Community spirit is nothing new in Nashville. Consider the W.O. Smith Music School, housed in a rehabbed tire-service center and completed in 2008. The private, nonprofit school has an all-volunteer teaching staff that offers music lessons for 50 cents per session to more than 400 children per week.

It’s fitting that the major catalyst for new construction in Music City is the 1.2 million-square-foot Music City Convention Center. Begun before the flood, it received city-backed revenue bonds funded by room-tax and tax-increment financing. An anchor for downtown, it has spurred mixed-use developments nearby that were slowed by the flood and economic downturn. Some retail space remains vacant, and residential components are being rethought. “The new economy, with more restricted lending, has transformed condominium development into apartment development,” says George Thomas Bauer, AIA, founding partner of local firm Bauer Askew Architecture.

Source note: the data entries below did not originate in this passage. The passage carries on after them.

#[cfg(test)]
mod tests {
    use super::*;
    use crate::config::{ConnectionConfig, LoopbackConfig};
    use crate::transport::mock::MockDataTransport;
    use crate::transport::DataTransport;
    use kura_core::{JsonCodec, PayloadCodec, TopicOptions};
    use parking_lot::Mutex as SyncMutex;
    use std::time::Duration;

    #[derive(Default)]
    struct Inbox {
        received: SyncMutex<Vec<(MessageProperties, Envelope)>>,
    }

    impl SubscriberListener for Inbox {
        fn on_message_arrived(&self, properties: &MessageProperties, envelope: &Envelope) {
            self.received
                .lock()
                .push((properties.clone(), envelope.clone()));
        }
    }

    async fn connection(
        name: &str,
    ) -> (Arc<CloudConnection>, Arc<MockDataTransport>) {
        connection_with(
            name,
            TopicOptions {
                account_name: "acme".into(),
                client_id: "gw-1".into(),
                ..Default::default()
            },
        )
        .await
    }

    async fn connection_with(
        name: &str,
        topics: TopicOptions,
    ) -> (Arc<CloudConnection>, Arc<MockDataTransport>) {
        let transport = Arc::new(MockDataTransport::new(&LoopbackConfig::default()));
        let config = ConnectionConfig {
            name: name.into(),
            topics,
            ..Default::default()
        };
        let connection = CloudConnection::new(&config, transport.clone(), Arc::new(JsonCodec));
        connection.connect().await.unwrap();
        (connection, transport)
    }

    fn options() -> SubscriberOptions {
        SubscriberOptions {
            app_id: "serial".into(),
            app_topic: "out/#".into(),
            ..Default::default()
        }
    }

    async fn settle() {
        tokio::time::sleep(Duration::from_millis(50)).await;
    }

    #[tokio::test]
    async fn delivers_with_topic_properties() {
        let (connection, transport) = connection("a").await;
        let subscriber = CloudSubscriber::new("s", options());
        let inbox = Arc::new(Inbox::default());
        subscriber.register(inbox.clone());
        subscriber.bind(connection.clone()).await;

        let payload = JsonCodec
            .encode(&Envelope::new().with_body("AT\r\n"))
            .unwrap();
        assert!(transport.inject("acme/gw-1/serial/out/port0", payload));
        settle().await;

        let received = inbox.received.lock();
        assert_eq!(received.len(), 1);
        assert_eq!(received[0].0.device_id, "gw-1");
        assert_eq!(received[0].0.app_topic, "out/port0");
        assert_eq!(received[0].1.body.as_deref(), Some(&b"AT\r\n"[..]));
        drop(received);

        connection.shutdown().await;
    }

    #[tokio::test]
    async fn rebind_moves_subscription() {
        let (first, first_transport) = connection("first").await;
        let (second, second_transport) = connection("second").await;
        let subscriber = CloudSubscriber::new("s", options());

        subscriber.bind(first.clone()).await;
        assert!(first_transport.is_subscribed("acme/gw-1/serial/out/x"));

        subscriber.bind(second.clone()).await;
        assert!(!first_transport.is_subscribed("acme/gw-1/serial/out/x"));
        assert!(second_transport.is_subscribed("acme/gw-1/serial/out/x"));

        first.shutdown().await;
        second.shutdown().await;
    }

    #[tokio::test]
    async fn update_moves_topic() {
        let (connection, transport) = connection("a").await;
        let subscriber = CloudSubscriber::new("s", options());
        subscriber.bind(connection.clone()).await;

        subscriber
            .update(SubscriberOptions {
                app_topic: "cmd".into(),
                ..options()
            })
            .await
            .unwrap();

        assert!(!transport.is_subscribed("acme/gw-1/serial/out/x"));
        assert!(transport.is_subscribed("acme/gw-1/serial/cmd"));
        assert_eq!(
            subscriber.subscribed_topic().as_deref(),
            Some("acme/gw-1/serial/cmd")
        );
        connection.shutdown().await;
    }

    #[tokio::test]
    async fn unregistered_listener_gets_nothing() {
        let (connection, transport) = connection("a").await;
        let subscriber = CloudSubscriber::new("s", options());
        let inbox = Arc::new(Inbox::default());
        let listener: Arc<dyn SubscriberListener> = inbox.clone();
        subscriber.register(listener.clone());
        subscriber.bind(connection.clone()).await;
        assert!(subscriber.unregister(&listener));

        let payload = JsonCodec.encode(&Envelope::new()).unwrap();
        transport.inject("acme/gw-1/serial/out/a", payload);
        settle().await;

        assert!(inbox.received.lock().is_empty());
        connection.shutdown().await;
    }

    #[tokio::test]
    async fn subscription_reissued_after_reconnect() {
        let (connection, transport) = connection("a").await;
        let subscriber = CloudSubscriber::new("s", options());
        subscriber.bind(connection.clone()).await;

        transport.set_connected(false);
        settle().await;
        transport.unsubscribe("acme/gw-1/serial/out/#").await.unwrap();
        transport.set_connected(true);
        settle().await;

        assert!(transport.is_subscribed("acme/gw-1/serial/out/x"));
        connection.shutdown().await;
    }

    #[tokio::test]
    async fn update_survives_failed_unsubscribe() {
        let (connection, transport) = connection("a").await;
        let subscriber = CloudSubscriber::new("s", options());
        subscriber.bind(connection.clone()).await;

        transport.set_fail_unsubscribe(true);
        subscriber
            .update(SubscriberOptions {
                app_topic: "cmd".into(),
                ..options()
            })
            .await
            .unwrap();

        assert!(transport.is_subscribed("acme/gw-1/serial/cmd"));
        assert_eq!(
            subscriber.subscribed_topic().as_deref(),
            Some("acme/gw-1/serial/cmd")
        );
        assert!(subscriber.accepts("acme/gw-1/serial/cmd"));
        assert!(!subscriber.accepts("acme/gw-1/serial/out/x"));

        transport.set_fail_unsubscribe(false);
        subscriber.unbind().await;
        assert!(!transport.is_subscribed("acme/gw-1/serial/cmd"));
        connection.shutdown().await;
    }

    #[tokio::test]
    async fn filter_uses_connection_separator() {
        let (connection, _transport) = connection_with(
            "dotted",
            TopicOptions {
                account_name: "acme".into(),
                client_id: "gw-1".into(),
                separator: ".".into(),
                ..Default::default()
            },
        )
        .await;
        let subscriber = CloudSubscriber::new(
            "s",
            SubscriberOptions {
                app_topic: "out.#".into(),
                ..options()
            },
        );
        subscriber.bind(connection.clone()).await;

        assert_eq!(
            subscriber.subscribed_topic().as_deref(),
            Some("acme.gw-1.serial.out.#")
        );
        assert!(subscriber.accepts("acme.gw-1.serial.out.port0"));
        assert!(!subscriber.accepts("acme.gw-1.heater.out.port0"));
        connection.shutdown().await;
    }
}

“Nashville has a vibrant, multidisciplined economy with tremendous growth potential as an emerging second-tier city,” says Gary Everton, FAIA, principal of local firm EOA Architects. “It [Nashville] also has strong medical, insurance, and religious institution headquarters and colleges and universities.”

That’s helped keep job and per-capita income growth strong and steady over the past two decades, according to Ralph Schulz, president and CEO of the Nashville Area Chamber of Commerce. Per-capita income has increased 28.5 percent over an eight-year period. Issues surrounding transportation and public education nag the city; but with the river back within its banks (and a stronger flood-safety system in place), Music City is aiming again for the top of the charts.

“We understand the constraints of Portland, Ore., and the sprawl of Atlanta, and hope to learn from the lessons of each and plot our own destiny somewhere between,” says Seab Tuck, FAIA, owner and principal of Tuck Hinton Architects. “The mayor always says that our best days are before us, and I believe that wholeheartedly.”